→ Problem to work on: Throughout the listing below, show every line in which "process" occurs.

→ Working data:

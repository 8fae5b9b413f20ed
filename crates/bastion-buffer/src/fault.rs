// Copyright (c) 2025-2026 Federico Hoerth <memparanoid@gmail.com>
// SPDX-License-Identifier: GPL-3.0-only
// See LICENSE in the repository root for full license text.

//! Fatal errors raised inside `Drop`, where nothing can be returned.

use std::sync::OnceLock;

use crate::error::BufferError;

static HANDLER: OnceLock<fn(BufferError)> = OnceLock::new();

/// Installs the handler for fatal errors detected while a [`Buffer`] is
/// dropped. Only the first installation takes effect.
///
/// Without a handler, such errors abort the process. The memory itself has
/// already been wiped by the time the handler runs.
///
/// [`Buffer`]: crate::Buffer
pub fn set_drop_fault_handler(handler: fn(BufferError)) -> bool {
    HANDLER.set(handler).is_ok()
}

pub(crate) fn raise(error: BufferError) {
    match HANDLER.get() {
        Some(handler) => handler(error),
        None => {
            tracing::error!(%error, "fatal error while dropping secure buffer");
            std::process::abort();
        }
    }
}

→ Solution for this problem:
/// Without a handler, such errors abort the process. The memory itself has
            std::process::abort();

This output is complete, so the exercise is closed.